// Copyright (c) 2025 Soumyadip Sarkar.
// All rights reserved.
//
// This source code is licensed under the license found in the
// LICENSE file in the root directory of this source tree.

use super::rates::{self, RateTiers};
use super::LedgerError;
use rust_decimal::Decimal;

/// The mutable bookkeeping state of one credit card. `current_debt` is
/// the field of record; a displayed balance is derived as its negation.
/// Invariant: `0 <= current_debt <= limit` across any operation sequence.
#[derive(Debug, Clone, PartialEq)]
pub struct CardState {
    pub limit: Decimal,
    pub current_debt: Decimal,
    /// Explicit monthly rate override; when absent the bracketed table
    /// keyed by current debt applies.
    pub interest_rate: Option<Decimal>,
    pub min_payment_rate: Decimal,
}

impl CardState {
    pub fn new(limit: Decimal, current_debt: Decimal) -> CardState {
        CardState {
            limit,
            current_debt,
            interest_rate: None,
            min_payment_rate: rates::minimum_payment_rate(),
        }
    }

    /// Remaining spending room, floored at zero.
    pub fn available_limit(&self) -> Decimal {
        (self.limit - self.current_debt).max(Decimal::ZERO)
    }

    pub fn minimum_payment(&self) -> Decimal {
        self.current_debt * self.min_payment_rate
    }

    pub fn tiers(&self) -> RateTiers {
        rates::rate_tiers(self.current_debt)
    }

    /// Estimated interest for one month on the current debt.
    pub fn monthly_interest(&self, overdue: bool) -> Decimal {
        let rate = match self.interest_rate {
            Some(r) => r,
            None => {
                let tiers = self.tiers();
                if overdue {
                    tiers.overdue
                } else {
                    tiers.regular
                }
            }
        };
        self.current_debt * rate / Decimal::from(100u32)
    }

    /// Adds a purchase to the debt. Rejected without mutation when the
    /// amount is non-positive or would push debt past the limit.
    pub fn apply_purchase(&mut self, amount: Decimal) -> Result<(), LedgerError> {
        if amount <= Decimal::ZERO {
            return Err(LedgerError::Validation(format!(
                "Purchase amount must be positive, got {}",
                amount
            )));
        }
        let available = self.available_limit();
        if amount > available {
            return Err(LedgerError::LimitExceeded { amount, available });
        }
        self.current_debt += amount;
        Ok(())
    }

    /// Pays down the debt. Overpaying is rejected outright; the UI offers
    /// "full" as exactly `current_debt` to avoid it. Debt is clamped at
    /// zero against rounding residue.
    pub fn apply_payment(&mut self, amount: Decimal) -> Result<(), LedgerError> {
        if amount <= Decimal::ZERO {
            return Err(LedgerError::Validation(format!(
                "Payment amount must be positive, got {}",
                amount
            )));
        }
        if amount > self.current_debt {
            return Err(LedgerError::OverpaymentRejected {
                amount,
                debt: self.current_debt,
            });
        }
        self.current_debt = (self.current_debt - amount).max(Decimal::ZERO);
        Ok(())
    }
}
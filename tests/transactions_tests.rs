// Copyright (c) AlphaVelocity.
// All rights reserved.
//
// This source code is licensed under the license found in the
// LICENSE file in the root directory of this source tree.

use paraclip::{cli, commands, db};
use rusqlite::{params, Connection};
use rust_decimal::Decimal;
use std::str::FromStr;

fn setup() -> Connection {
    let mut conn = Connection::open_in_memory().unwrap();
    db::init_schema(&mut conn).unwrap();
    conn
}

fn run(conn: &mut Connection, args: &[&str]) -> anyhow::Result<()> {
    let matches = cli::build_cli().get_matches_from(args);
    match matches.subcommand() {
        Some(("account", sub)) => commands::accounts::handle(conn, sub),
        Some(("tx", sub)) => commands::transactions::handle(conn, sub),
        other => panic!("unexpected command {:?}", other.map(|(n, _)| n)),
    }
}

fn balance(conn: &Connection, name: &str) -> Decimal {
    let s: String = conn
        .query_row(
            "SELECT balance FROM accounts WHERE name=?1",
            params![name],
            |r| r.get(0),
        )
        .unwrap();
    Decimal::from_str(&s).unwrap()
}

#[test]
fn postings_move_the_balance_both_ways() {
    let mut conn = setup();
    run(
        &mut conn,
        &[
            "paraclip", "account", "add", "--name", "Wallet", "--type", "cash", "--balance",
            "100",
        ],
    )
    .unwrap();

    run(
        &mut conn,
        &[
            "paraclip", "tx", "add", "--date", "2025-08-01", "--account", "Wallet", "--kind",
            "income", "--amount", "40.50", "--category", "Salary",
        ],
    )
    .unwrap();
    assert_eq!(balance(&conn, "Wallet"), Decimal::from_str("140.50").unwrap());

    run(
        &mut conn,
        &[
            "paraclip", "tx", "add", "--date", "2025-08-02", "--account", "Wallet", "--kind",
            "expense", "--amount", "90",
        ],
    )
    .unwrap();
    assert_eq!(balance(&conn, "Wallet"), Decimal::from_str("50.50").unwrap());

    let count: i64 = conn
        .query_row("SELECT COUNT(*) FROM transactions", [], |r| r.get(0))
        .unwrap();
    assert_eq!(count, 2);
}

#[test]
fn zero_amount_posting_is_rejected_entirely() {
    let mut conn = setup();
    run(
        &mut conn,
        &[
            "paraclip", "account", "add", "--name", "Wallet", "--type", "cash", "--balance",
            "100",
        ],
    )
    .unwrap();

    let err = run(
        &mut conn,
        &[
            "paraclip", "tx", "add", "--date", "2025-08-01", "--account", "Wallet", "--kind",
            "expense", "--amount", "0",
        ],
    )
    .unwrap_err();
    assert!(err.to_string().contains("must be positive"));

    assert_eq!(balance(&conn, "Wallet"), Decimal::from(100u32));
    let count: i64 = conn
        .query_row("SELECT COUNT(*) FROM transactions", [], |r| r.get(0))
        .unwrap();
    assert_eq!(count, 0);
}

#[test]
fn derived_balance_accounts_reject_direct_postings() {
    let mut conn = setup();
    run(
        &mut conn,
        &["paraclip", "account", "add", "--name", "Kasa", "--type", "gold"],
    )
    .unwrap();
    run(
        &mut conn,
        &[
            "paraclip", "account", "add", "--name", "Visa", "--type", "credit", "--limit",
            "5000",
        ],
    )
    .unwrap();

    for name in ["Kasa", "Visa"] {
        let err = run(
            &mut conn,
            &[
                "paraclip", "tx", "add", "--date", "2025-08-01", "--account", name, "--kind",
                "income", "--amount", "10",
            ],
        )
        .unwrap_err();
        assert!(err.to_string().contains("balance is derived"));
    }
}

#[test]
fn unknown_account_is_reported_by_name() {
    let mut conn = setup();
    let err = run(
        &mut conn,
        &[
            "paraclip", "tx", "add", "--date", "2025-08-01", "--account", "Ghost", "--kind",
            "income", "--amount", "10",
        ],
    )
    .unwrap_err();
    assert!(err.to_string().contains("Account 'Ghost' not found"));
}
// Copyright (c) AlphaVelocity.
// All rights reserved.
//
// This source code is licensed under the license found in the
// LICENSE file in the root directory of this source tree.

use crate::ledger::balance::{display_balance, total_balance};
use crate::models::AccountType;
use crate::utils::{gold_account_value, list_accounts, maybe_print_json, pretty_table};
use anyhow::Result;
use rusqlite::Connection;
use rust_decimal::Decimal;
use std::collections::HashMap;

pub fn handle(conn: &Connection, m: &clap::ArgMatches) -> Result<()> {
    match m.subcommand() {
        Some(("balance", sub)) => balance(conn, sub)?,
        Some(("cashflow", sub)) => cashflow(conn, sub)?,
        _ => {}
    }
    Ok(())
}

fn balance(conn: &Connection, sub: &clap::ArgMatches) -> Result<()> {
    let accounts = list_accounts(conn, false)?;

    let mut gold_values: HashMap<i64, Decimal> = HashMap::new();
    for a in accounts.iter().filter(|a| a.kind == AccountType::Gold) {
        gold_values.insert(a.id, gold_account_value(conn, a.id)?);
    }

    let mut data: Vec<Vec<String>> = accounts
        .iter()
        .map(|a| {
            vec![
                a.name.clone(),
                a.kind.to_string(),
                a.currency.clone(),
                format!("{:.2}", display_balance(a, &gold_values)),
                if a.include_in_total { "yes" } else { "no" }.to_string(),
            ]
        })
        .collect();
    let total = total_balance(&accounts, &gold_values);
    data.push(vec![
        "TOTAL".into(),
        String::new(),
        String::new(),
        format!("{:.2}", total),
        String::new(),
    ]);

    if !maybe_print_json(sub.get_flag("json"), sub.get_flag("jsonl"), &data)? {
        println!(
            "{}",
            pretty_table(&["Account", "Type", "CCY", "Balance", "In Total"], data)
        );
    }
    Ok(())
}

fn cashflow(conn: &Connection, sub: &clap::ArgMatches) -> Result<()> {
    let json_flag = sub.get_flag("json");
    let jsonl_flag = sub.get_flag("jsonl");
    let months: usize = *sub.get_one::<usize>("months").unwrap_or(&12);

    let mut stmt = conn.prepare(
        "SELECT substr(date,1,7) AS month, kind, amount FROM transactions ORDER BY date DESC",
    )?;
    let rows = stmt.query_map([], |r| {
        Ok((
            r.get::<_, String>(0)?,
            r.get::<_, String>(1)?,
            r.get::<_, String>(2)?,
        ))
    })?;

    use std::collections::BTreeMap;
    let mut map: BTreeMap<String, (Decimal, Decimal)> = BTreeMap::new();
    for row in rows {
        let (m, kind, amount_s) = row?;
        let amount = crate::utils::parse_decimal(&amount_s)?;
        let entry = map.entry(m).or_insert((Decimal::ZERO, Decimal::ZERO));
        if kind == "income" {
            entry.0 += amount;
        } else {
            entry.1 += amount;
        }
    }

    let mut data = Vec::new();
    for (m, (inc, exp)) in map.iter().rev().take(months) {
        data.push(vec![
            m.clone(),
            format!("{:.2}", inc),
            format!("{:.2}", exp),
        ]);
    }
    if !maybe_print_json(json_flag, jsonl_flag, &data)? {
        println!("{}", pretty_table(&["Month", "Income", "Expense"], data));
    }
    Ok(())
}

• [WORK ORDER]: If a line in the records above contains the word "super", count it, then give the total and nothing else.

• [WRITTEN ANSWER]: 2